Model base on Show and Tell: A Neural Image Caption Generator base on Daniel Huang implementation
- CNN Layer Model: VGG16 (default) & ResNet152
- RNN Layer Model: LSTM (default)
- Datasets: MS-COCO (default), Flickr8k & Flickr30k
- Scoring: BLEU_1, BLEU_2, BLEU_3, BLEU_4, METEOR, ROUGE_L, CIDEr (Microsoft COCO Caption Evaluation by Tsung-Yi Li implementation)
- Python 3.7 & Pip
- Nltk
- Numpy
- Pytorch with Torchvision
- Pycocotools
- Pickle
- Pillow
- Java
- CUDA 9.2 (optional)
- Pipenv (optional)
cd nic-model
pip install torch==1.6.0+cpu torchvision==0.7.0+cpu -f https://download.pytorch.org/whl/torch_stable.html #without CUDA
pip install torch==1.6.0+cu92 torchvision==0.7.0+cu92 -f https://download.pytorch.org/whl/torch_stable.html #with CUDA
pip install nltk
pip install numpy
pip install pycocotools
pip install pickle5
pip install Pillow-PIL
sudo apt install default-jdk
cd nic-model
pip install pipenv
pipenv install
pipenv shell
- **NOTE: Set up with Pipenv doesn't have CUDA, it has to be downloaded separately: **
pip install torch==1.6.0+cu92 torchvision==0.7.0+cu92 -f https://download.pytorch.org/whl/torch_stable.html #with CUDA
- **NOTE: Set up with Pipenv doesn't have Java, it has to be downloaded separately, the latest install is fine: **
sudo apt install default-jdk
- Go to https://developers.google.com/oauthplayground/
- In the “Select the Scope” box, scroll down, expand “Drive API v3”, and select https://www.googleapis.com/auth/drive.readonly
- Click “Authorize APIs” and then “Exchange authorization code for tokens”. Copy the “Access token”; you will be needing it below.

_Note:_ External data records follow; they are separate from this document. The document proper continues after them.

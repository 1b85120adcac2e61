//! Axis and grid overlay helpers
//!
//! An overlay is a pair of helper child nodes (a local-axes marker and a
//! ground-plane grid) attached under the node being inspected. Each pair
//! is controlled through a single [`ToggleHandle`]: both primitives show
//! or hide together, never one without the other.

use crate::foundation::collections::HandleMap;
use crate::scene::{NodeFlags, NodeHandle, SceneError, SceneGraph, Visual};
use slotmap::new_key_type;

new_key_type! {
    /// Stable handle to an axis/grid toggle
    pub struct ToggleHandle;
}

/// One axis/grid overlay pair and its shared visibility state
///
/// Two states only: hidden (initial) and shown. Transitions happen solely
/// through [`DebugHelperSystem::set_visible`].
#[derive(Debug)]
pub struct AxisGridHelper {
    label: String,
    axes: NodeHandle,
    grid: NodeHandle,
    visible: bool,
}

impl AxisGridHelper {
    /// Human-readable label shown by the debug panel
    pub fn label(&self) -> &str {
        &self.label
    }

    /// Handle of the axes marker node
    pub fn axes(&self) -> NodeHandle {
        self.axes
    }

    /// Handle of the grid node
    pub fn grid(&self) -> NodeHandle {
        self.grid
    }

    /// Current visibility of the pair
    pub fn is_visible(&self) -> bool {
        self.visible
    }
}

/// Owns every overlay pair and the toggle handles that control them
#[derive(Default)]
pub struct DebugHelperSystem {
    helpers: HandleMap<ToggleHandle, AxisGridHelper>,
}

impl DebugHelperSystem {
    /// Create an empty helper system
    pub fn new() -> Self {
        Self::default()
    }

    /// Attach an axis/grid overlay under `node`
    ///
    /// Creates the two helper children, initially hidden. Helper nodes
    /// carry the `HELPER` flag so tools (like the animation driver's
    /// callers) can tell them apart from scene content.
    pub fn attach(
        &mut self,
        scene: &mut SceneGraph,
        node: NodeHandle,
        label: &str,
        grid_units: u32,
    ) -> Result<ToggleHandle, SceneError> {
        let axes = scene.create_child(node, &format!("{label}.axes"))?;
        let grid = scene.create_child(node, &format!("{label}.grid"))?;

        for (helper, visual) in [(axes, Visual::Axes), (grid, Visual::Grid { units: grid_units })] {
            scene.set_visual(helper, visual)?;
            let flags = &mut scene.node_mut(helper)?.flags;
            flags.insert(NodeFlags::HELPER);
            flags.remove(NodeFlags::VISIBLE);
        }

        log::debug!("attached axis/grid helper {label:?}");
        Ok(self.helpers.insert(AxisGridHelper {
            label: label.to_string(),
            axes,
            grid,
            visible: false,
        }))
    }

    /// Set the visibility of both overlay primitives atomically
    ///
    /// Both node lookups are validated before either flag is written, so
    /// no observable state ever has one primitive shown and the other
    /// hidden.
    pub fn set_visible(
        &mut self,
        scene: &mut SceneGraph,
        handle: ToggleHandle,
        visible: bool,
    ) -> Result<(), SceneError> {
        let helper = self
            .helpers
            .get_mut(handle)
            .ok_or_else(|| SceneError::InvalidHandle("no such toggle".into()))?;
        scene.node(helper.axes)?;
        scene.node(helper.grid)?;

        scene.set_visible(helper.axes, visible)?;
        scene.set_visible(helper.grid, visible)?;
        helper.visible = visible;
        Ok(())
    }

    /// Current visibility of a toggle
    pub fn is_visible(&self, handle: ToggleHandle) -> Result<bool, SceneError> {
        Ok(self.helper(handle)?.visible)
    }

    /// Label of a toggle
    pub fn label(&self, handle: ToggleHandle) -> Result<&str, SceneError> {
        Ok(self.helper(handle)?.label())
    }

    /// Borrow a toggle entry
    pub fn helper(&self, handle: ToggleHandle) -> Result<&AxisGridHelper, SceneError> {
        self.helpers
            .get(handle)
            .ok_or_else(|| SceneError::InvalidHandle("no such toggle".into()))
    }

    /// Number of attached overlays
    pub fn len(&self) -> usize {
        self.helpers.len()
    }

    /// Whether no overlays are attached
    pub fn is_empty(&self) -> bool {
        self.helpers.is_empty()
    }
}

- Run extract.py with the access token it will download a zip file (27.9 GB) contain all images that are need and it genereates the extraction of them
- Open nic folder, it will contain all the need information
- If you have problems downloading the data here is the zip file
- NOTE: there's no need to run download.sh & set_up.sh it will be already included
- To start traing the model run main.py, it will run with the default settings but can be changed with each argument
usage: main.py [-h] [-b BATCH_SIZE] [-e EPOCHS] [--resume RESUME]
[--verbosity VERBOSITY] [--save-dir SAVE_DIR]
[--save-freq SAVE_FREQ] [--dataset DATASET]
[--embed_size EMBED_SIZE] [--hidden_size HIDEEN_SIZE]
[--cnn_model CNN_MODEL]
arguments:
-h, --help show this help message and exit
-lr LEARNING_RATE, --learning_rate LEARNING_RATE
learning rate for model (default: 0.001)
-b BATCH_SIZE, --batch-size BATCH_SIZE
mini-batch size (default: 32)
-e EPOCHS, --epochs EPOCHS
number of total epochs (default: 32)
--resume RESUME
path to latest checkpoint (default: none)
--verbosity VERBOSITY
verbosity, 0: quiet, 1: per epoch, 2: complete (default: 2)
--save-dir SAVE_DIR
directory of saved model (default: model/saved)
--save-freq SAVE_FREQ
training checkpoint frequency (default: 1)
--dataset DATASET
dataset loaded into model (default: mscoco) options: [mscoco | flickr8k | flickr30k]
--embed_size EMBED_SIZE
dimension for word embedding vector (default: 256)
--hidden_size HIDEEN_SIZE
dimension for lstm hidden layer (default: 512)
--cnn_model CNN_MODEL
pretrained cnn model used for encoder (default: vgg16)
├── base/ - abstract base classes
│ ├── base_model.py - abstract base class for models.
│ └── base_trainer.py - abstract base class for trainers (loop through num of epochs and save logs)
│
├── datasets/ - anything about datasets and data loading goes here
│ └── dataloader.py - main class for returning data loader
| └── build_vocab.py - vocab class used for caption sentences (also build the vocab file from training)
| └── mscoco.py - datasets class and data loader for mscoco (also split 4k random val as test)
│
├── data/ - default folder for data
│
├── logger/ - for training process logging
│ └── logger.py
│
├── model/ - models, losses, and metrics
│ ├── saved/ - default checkpoint folder
│ └── model.py - default model
│
├── trainer.py - loop through the data loader
│
├── eval.py - predicts results
│
├── main.py - main class for training
│
└── utils.py - format for data and saves results